And somehow, the seams around the trap are always invisible before it opens and after it closes. This is easier to do in animation, of course, unless it's given away by a Conspicuously Light Patch.

Mostly spoofed these days, often with a pun so old it creaks; "Nice of you to drop in!"

Examples

Anime & Manga
  • Used straight/spoofed in The Castle of Cagliostro, where the count just happens to have a trap door right underneath where Lupin stands in Clarisse's chamber.
    • Note the care with which the Count's ninjas herd Lupin onto the spot where we can presume they know the trap door is. Besides this one, the Count's castle is rife with secret passages and trap doors, including one that's an actual trap in the main entrance hall: It's even hooked up to a fake bust that spits out pictures, Polaroid style, of whomever it drops into the dungeon. Later, when Lupin sets fire to some stuff in the castle's basement, we can see smoke pouring out of all kinds of danged places, some of which seem to indicate the presence of even more chutes and trap doors.
  • Spoofed by Excel Saga where it is in fact the Running Gag. Excel is "trapdoor'ed" almost constantly by her employer, Lord Il Palazzo, as punishment for being, well, herself. In one episode, the trap door is implemented as a form of transcontinental transportation.
  • YesPreCure5 uses this whenever the Nightmare Group wants to get rid of someone.

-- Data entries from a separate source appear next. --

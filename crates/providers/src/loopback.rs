//! Loopback providers
//!
//! Offline stand-ins for the three provider contracts. They exercise the
//! full pipeline (streaming deltas, WAV-headed audio, realistic timing
//! metadata) without any network backend, and are what the integration tests
//! and local development runs are wired to.

use std::collections::VecDeque;

use async_trait::async_trait;
use parking_lot::Mutex;

use voice_loop_core::{wav, PcmFormat, TARGET_FORMAT};

use crate::{
    AudioStream, Completion, ProviderError, Synthesizer, TokenStream, Transcriber, Transcription,
};
use crate::completion::PromptMessage;

/// Transcriber returning scripted texts in order, then a fixed fallback.
pub struct FixedTranscriber {
    scripted: Mutex<VecDeque<String>>,
    fallback: String,
}

impl FixedTranscriber {
    pub fn new(fallback: impl Into<String>) -> Self {
        Self {
            scripted: Mutex::new(VecDeque::new()),
            fallback: fallback.into(),
        }
    }

    /// Queue texts to be returned by successive calls.
    pub fn with_script(texts: impl IntoIterator<Item = impl Into<String>>) -> Self {
        Self {
            scripted: Mutex::new(texts.into_iter().map(Into::into).collect()),
            fallback: String::new(),
        }
    }
}

#[async_trait]
impl Transcriber for FixedTranscriber {
    async fn transcribe(&self, pcm: &[u8]) -> Result<Transcription, ProviderError> {
        let text = self
            .scripted
            .lock()
            .pop_front()
            .unwrap_or_else(|| self.fallback.clone());

        Ok(Transcription {
            text,
            language: Some("en".to_string()),
            duration_ms: TARGET_FORMAT.duration_ms(pcm.len()),
            confidence: 1.0,
        })
    }
}

/// Completion provider that replays scripted token-delta sequences, or echoes
/// the final user message when no script is queued.
pub struct ScriptedCompletion {
    scripts: Mutex<VecDeque<Vec<String>>>,
    echo: bool,
}

impl ScriptedCompletion {
    /// Replay `scripts` in order; error once exhausted.
    pub fn new(scripts: impl IntoIterator<Item = Vec<String>>) -> Self {
        Self {
            scripts: Mutex::new(scripts.into_iter().collect()),
            echo: false,
        }
    }

    /// Echo mode: every reply restates the last user message.
    pub fn echo() -> Self {
        Self {
            scripts: Mutex::new(VecDeque::new()),
            echo: true,
        }
    }
}

#[async_trait]
impl Completion for ScriptedCompletion {
    async fn stream(
        &self,
        messages: &[PromptMessage],
        _max_tokens: u32,
    ) -> Result<TokenStream, ProviderError> {
        let deltas = match self.scripts.lock().pop_front() {
            Some(deltas) => deltas,
            None if self.echo => {
                let last_user = messages
                    .iter()
                    .rev()
                    .find(|m| m.role == "user")
                    .map(|m| m.content.clone())
                    .unwrap_or_default();
                vec!["You said: ".to_string(), last_user, ".".to_string()]
            }
            None => {
                return Err(ProviderError::Completion(
                    "no scripted reply queued".to_string(),
                ))
            }
        };

        Ok(Box::pin(
            tokio_stream::iter(deltas.into_iter().map(Ok)),
        ))
    }
}

/// Synthesizer producing a quiet sine tone in WAV form, duration scaled to
/// text length. The output format is configurable so tests can exercise both
/// the direct and the resample path.
pub struct ToneSynthesizer {
    format: PcmFormat,
    ms_per_char: u64,
}

impl ToneSynthesizer {
    pub fn new(format: PcmFormat, ms_per_char: u64) -> Self {
        Self {
            format,
            ms_per_char,
        }
    }

    /// Tone synthesizer emitting the playback target format directly.
    pub fn target_format() -> Self {
        Self::new(TARGET_FORMAT, 50)
    }
}

#[async_trait]
impl Synthesizer for ToneSynthesizer {
    async fn synthesize(&self, text: &str) -> Result<AudioStream, ProviderError> {
        let duration_ms = (text.chars().count() as u64).max(1) * self.ms_per_char;
        let samples_per_channel =
            (self.format.sample_rate as u64 * duration_ms / 1000) as usize;

        let mut body =
            Vec::with_capacity(samples_per_channel * self.format.channels as usize * 2);
        for i in 0..samples_per_channel {
            let t = i as f32 / self.format.sample_rate as f32;
            let value = ((t * 220.0 * std::f32::consts::TAU).sin() * 0.1 * 32767.0) as i16;
            for _ in 0..self.format.channels {
                body.extend_from_slice(&value.to_le_bytes());
            }
        }

        let mut bytes = wav::header_for(self.format, body.len()).to_vec();
        bytes.extend_from_slice(&body);

        // Yield in chunks so consumers see a genuine stream.
        let chunks: Vec<Result<Vec<u8>, ProviderError>> = bytes
            .chunks(1024)
            .map(|c| Ok(c.to_vec()))
            .collect();
        Ok(Box::pin(tokio_stream::iter(chunks)))
    }
}

#[cfg(test)]
mod tests {
    use super::*;
    use tokio_stream::StreamExt;

    #[tokio::test]
    async fn test_fixed_transcriber_reports_duration() {
        let transcriber = FixedTranscriber::new("fallback");
        let result = transcriber.transcribe(&[0u8; 32_000]).await.unwrap();
        assert_eq!(result.text, "fallback");
        assert_eq!(result.duration_ms, 1000);
    }

    #[tokio::test]
    async fn test_scripted_completion_replays_in_order() {
        let completion = ScriptedCompletion::new(vec![vec![
            "Hi".to_string(),
            "!".to_string(),
        ]]);

        let mut stream = completion.stream(&[], 64).await.unwrap();
        let mut text = String::new();
        while let Some(delta) = stream.next().await {
            text.push_str(&delta.unwrap());
        }
        assert_eq!(text, "Hi!");

        assert!(completion.stream(&[], 64).await.is_err());
    }

    #[tokio::test]
    async fn test_tone_synthesizer_emits_valid_wav() {
        let synth = ToneSynthesizer::target_format();
        let mut stream = synth.synthesize("hello").await.unwrap();

        let mut bytes = Vec::new();
        while let Some(chunk) = stream.next().await {
            bytes.extend(chunk.unwrap());
        }

        let info = wav::parse_header(&bytes).unwrap().unwrap();
        assert_eq!(info.format, TARGET_FORMAT);
        assert_eq!(info.declared_len, bytes.len() - info.data_offset);
    }
}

They come back, though.
    • A possible exepton may have been the Cures themselves, had it not been for Coco.
  • Used straight by Desler/Dessklok in Uchuu Senkan Yamato.
  • In Yu-Gi-Oh, when Bandit Keith confronts Pegasus at gunpoint (in the dub, he merely points at Pegasus) in a last-ditch effort to get revenge, Pegasus nonchalantly opens a Trap Door that dumps Keith into the ocean. In the manga, he uses his MacGuffin to WELD THE GUN to Keith's hand, and have Keith shoot himself. (Keith in the anime, even in the original Japanese, survives the fall.)

Comic Books
  • In Tintin in America, gangster Bobby Smiles presses a button with his foot to make Tintin fall through the floor and into a room with some noxious gas.
    • Later, when Tintin is being given a tour of a meatpacking plant, Smiles arranges for him to lean against a trick guardrail, in the hopes of turning him into Human Resources.
  • Scrooge Mc Duck, of Disney ducks fame, has one of these in his office. He uses it quite often, be it to get rid of inconvenient salesmen or even of his own relatives.

Film
  • Played with in Austin Powers: International Man of Mystery: During his introduction, Doctor Evil sends numerous minions into fiery pits with the push of a button, but when he reoccupies the Evil Lair thirty years later, the mechanisms are a bit rusty and the goon he incinerates is Not Quite Dead.
    Mook: I'm still alive, but I'm very badly burned.
  • The vampire superhero film Blade (1998) had a character named Dr. Karen Jensen fall down into a trap chute near the end of the film, where she found and killed her former research partner (who had been turned into a vampire slave), but climbed back out of the chute using an old bone for leverage.
  • Ringo Starr falls through at least two trapdoors in Help! One of them is in a pub and uses a beer glass (glued to its coaster) as a switch; fortunately for those trying to rescue Ringo, its seams are just visible. Another one is inside the area covered by an electrified cage somewhere in the Bahamas...
  • Used straight in the James Bond movie The Spy Who Loved Me where the villain had it set up in his elevator to drop into a Shark Pool. Bond defeated it by straddling the walls. In an earlier film, Diamonds Are Forever, Bond suspects the same trick, only to be felled by gas instead. Subverted in You Only Live Twice, when Japanese Secret Service chief — and Bond ally — Tiger Tanaka uses a Trap Door with slide to bring Bond to their first face to face meeting.
  • Star Wars VI: Return of the Jedi: Jabba the Hutt.
  • Kim Jong-Il had one in Team America World Police.
  • In Sinbad Of The Seven Seas, the titular Sinbad is dropped into a pit with snakes in it by Jaffar, the wizard of all that is evil. You know him, don't you?

Literature
  • L. Frank Baum used this trope a few times in his Oz books. For instance, Tik-Tok in Oz features a trapdoor used by the Big Bad over a hole so deep it goes to the other side of the world. Rinkitink in Oz contains a subversion, where the villain opens a trap door under one of the heroes, but, unknown to the villain, the hero has an artifact that protects him from harm, so he floats over the gap instead of falling through.
    • Ruth Plumly Thompson used trapdoors frequently in her continuation of the Oz series. One notable example is in The Silver Princess in Oz.
    • The Muppet Wizard of Oz has the Wizard use a trapdoor to send the heroes out of his throneroom. The Muppet characters all fall through, but Dorothy is standing in the wrong place, and has to be asked to jump.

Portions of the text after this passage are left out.